Action item: Entries follow. Give back exactly the lines starting at the one containing "file, the process" and ending at the one containing "if let Err(err)", and no other lines.

Data:
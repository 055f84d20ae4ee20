pub type Result<T> = std::result::Result<T, crate::Error>;
use std::io::Write;

use crate::{
    env::GetEnv,
    framework::{Bootstrap, ConfigSource},
    metadata::file_metadata,
    classify, Error, ErrorKind, Options, Result,
};

use super::{env_file::report_load_error, line, preview, title, Status};

/// The collaborators `debug_config` queries besides the filesystem.
pub struct Sources<'a> {
    /// Live process environment.
    pub process: &'a dyn GetEnv,
    /// Server variable table.
    pub server: &'a dyn GetEnv,
    pub bootstrap: &'a dyn Bootstrap,
}

/// Checks where the key can be found: the environment file, the process
/// environment, the server variables and the booted configuration. Then
/// looks at the application's config and bootstrap files and the
/// environment file's permissions.
///
/// Each source is reported on its own, nothing is reconciled. Only a missing
/// or unreadable environment file stops the run.
pub fn debug_config(options: &Options, sources: &Sources<'_>, out: &mut dyn Write) -> Result<()> {
    let key = options.key.as_str();

    title(out, "Application configuration check")?;

    writeln!(out, "1. Environment file:")?;
    let env_file = options.env_file();
    match options.inspector().expect_key() {
        Ok(entry) => {
            line(out, Status::Ok, format_args!("file exists: {}", env_file.display()))?;
            if classify(entry.value()).is_empty() {
                line(out, Status::Fail, format_args!("{key} NOT set in the file, line {} has an empty value", entry.lineno()))?;
            } else {
                line(out, Status::Ok, format_args!("{key} found in the file: {}", preview(entry.value())))?;
            }
        }
        Err(err) if err.kind() == ErrorKind::KeyNotFound => {
            line(out, Status::Ok, format_args!("file exists: {}", env_file.display()))?;
            line(out, Status::Fail, format_args!("{key} NOT found in the file"))?;
        }
        Err(err) => {
            report_load_error(out, &err)?;
            return Err(err);
        }
    }

    writeln!(out)?;
    writeln!(out, "2. Environment variables:")?;
    for (label, env) in [("process", sources.process), ("server", sources.server)] {
        let value = env.get_str(key).unwrap_or_else(|| "NOT DEFINED".to_owned());
        writeln!(out, "       {key} ({label}): {value}")?;
    }

    writeln!(out)?;
    writeln!(out, "3. Application configuration:")?;
    if let Err(err) = report_app_config(out, sources.bootstrap, key) {
        if err.kind() != ErrorKind::InitializationFailure {
            return Err(err);
        }
        tracing::warn!("{err}");
        line(out, Status::Fail, format_args!("error loading the configuration: {err}"))?;
    }

    writeln!(out)?;
    writeln!(out, "4. Config file {}:", crate::options::APP_CONFIG_PATH)?;
    let app_config_path = options.app_config_path();
    if app_config_path.is_file() {
        line(out, Status::Ok, "file exists")?;
        let reference = format!("env('{key}')");
        match crate::load(&app_config_path) {
            Ok(contents) => {
                if contents.contains(&reference) {
                    line(out, Status::Ok, format_args!("it uses {reference}"))?;
                } else {
                    line(out, Status::Fail, format_args!("it does NOT use {reference}"))?;
                }
            }
            Err(err) => line(out, Status::Fail, format_args!("could not read it: {err}"))?,
        }
    } else {
        line(out, Status::Fail, "file does NOT exist")?;
    }

    writeln!(out)?;
    writeln!(out, "5. Bootstrap file {}:", crate::options::BOOTSTRAP_PATH)?;
    if options.bootstrap_path().is_file() {
        line(out, Status::Ok, "file exists")?;
    } else {
        line(out, Status::Fail, "file does NOT exist")?;
    }

    writeln!(out)?;
    writeln!(out, "6. Permissions:")?;
    match file_metadata(env_file) {
        Ok(metadata) => {
            writeln!(out, "       Mode of {}: {}", env_file.display(), metadata.mode)?;
            writeln!(out, "       Owner: {}", metadata.owner)?;
            writeln!(out, "       Group: {}", metadata.group)?;
        }
        Err(err) => line(out, Status::Fail, format_args!("could not query the file metadata: {err}"))?,
    }

    writeln!(out)?;
    writeln!(out, "Done")?;

    Ok(())
}

/// Everything after a successful bootstrap is still inside the failure scope,
/// so a lookup error ends this step like a bootstrap error does.
fn report_app_config(out: &mut dyn Write, bootstrap: &dyn Bootstrap, key: &str) -> Result<()> {
    let config: Box<dyn ConfigSource> = bootstrap.bootstrap().map_err(initialization_failure)?;
    line(out, Status::Ok, "configuration loaded")?;

    let app_key = config.get("app.key").map_err(initialization_failure)?.filter(|value| value.is_truthy());
    match app_key {
        Some(value) => writeln!(out, "       {key} in config: {value}")?,
        None => writeln!(out, "       {key} in config: EMPTY")?,
    }

    let app_env = config.get("app.env").map_err(initialization_failure)?.filter(|value| value.is_truthy());
    match app_env {
        Some(value) => writeln!(out, "       app.env in config: {value}")?,
        None => writeln!(out, "       app.env in config: NOT DEFINED")?,
    }

    let app_debug = config.get("app.debug").map_err(initialization_failure)?.is_some_and(|value| value.is_truthy());
    writeln!(out, "       app.debug in config: {app_debug}")?;

    Ok(())
}

fn initialization_failure(err: Error) -> Error {
    if err.kind() == ErrorKind::InitializationFailure {
        err
    } else {
        Error::with_cause(ErrorKind::InitializationFailure, err)
    }
}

Task response:
/// Checks where the key can be found: the environment file, the process
/// environment, the server variables and the booted configuration. Then
/// looks at the application's config and bootstrap files and the
/// environment file's permissions.
///
/// Each source is reported on its own, nothing is reconciled. Only a missing
/// or unreadable environment file stops the run.
pub fn debug_config(options: &Options, sources: &Sources<'_>, out: &mut dyn Write) -> Result<()> {
    let key = options.key.as_str();

    title(out, "Application configuration check")?;

    writeln!(out, "1. Environment file:")?;
    let env_file = options.env_file();
    match options.inspector().expect_key() {
        Ok(entry) => {
            line(out, Status::Ok, format_args!("file exists: {}", env_file.display()))?;
            if classify(entry.value()).is_empty() {
                line(out, Status::Fail, format_args!("{key} NOT set in the file, line {} has an empty value", entry.lineno()))?;
            } else {
                line(out, Status::Ok, format_args!("{key} found in the file: {}", preview(entry.value())))?;
            }
        }
        Err(err) if err.kind() == ErrorKind::KeyNotFound => {
            line(out, Status::Ok, format_args!("file exists: {}", env_file.display()))?;
            line(out, Status::Fail, format_args!("{key} NOT found in the file"))?;
        }
        Err(err) => {
            report_load_error(out, &err)?;
            return Err(err);
        }
    }

    writeln!(out)?;
    writeln!(out, "2. Environment variables:")?;
    for (label, env) in [("process", sources.process), ("server", sources.server)] {
        let value = env.get_str(key).unwrap_or_else(|| "NOT DEFINED".to_owned());
        writeln!(out, "       {key} ({label}): {value}")?;
    }

    writeln!(out)?;
    writeln!(out, "3. Application configuration:")?;
    if let Err(err) = report_app_config(out, sources.bootstrap, key) {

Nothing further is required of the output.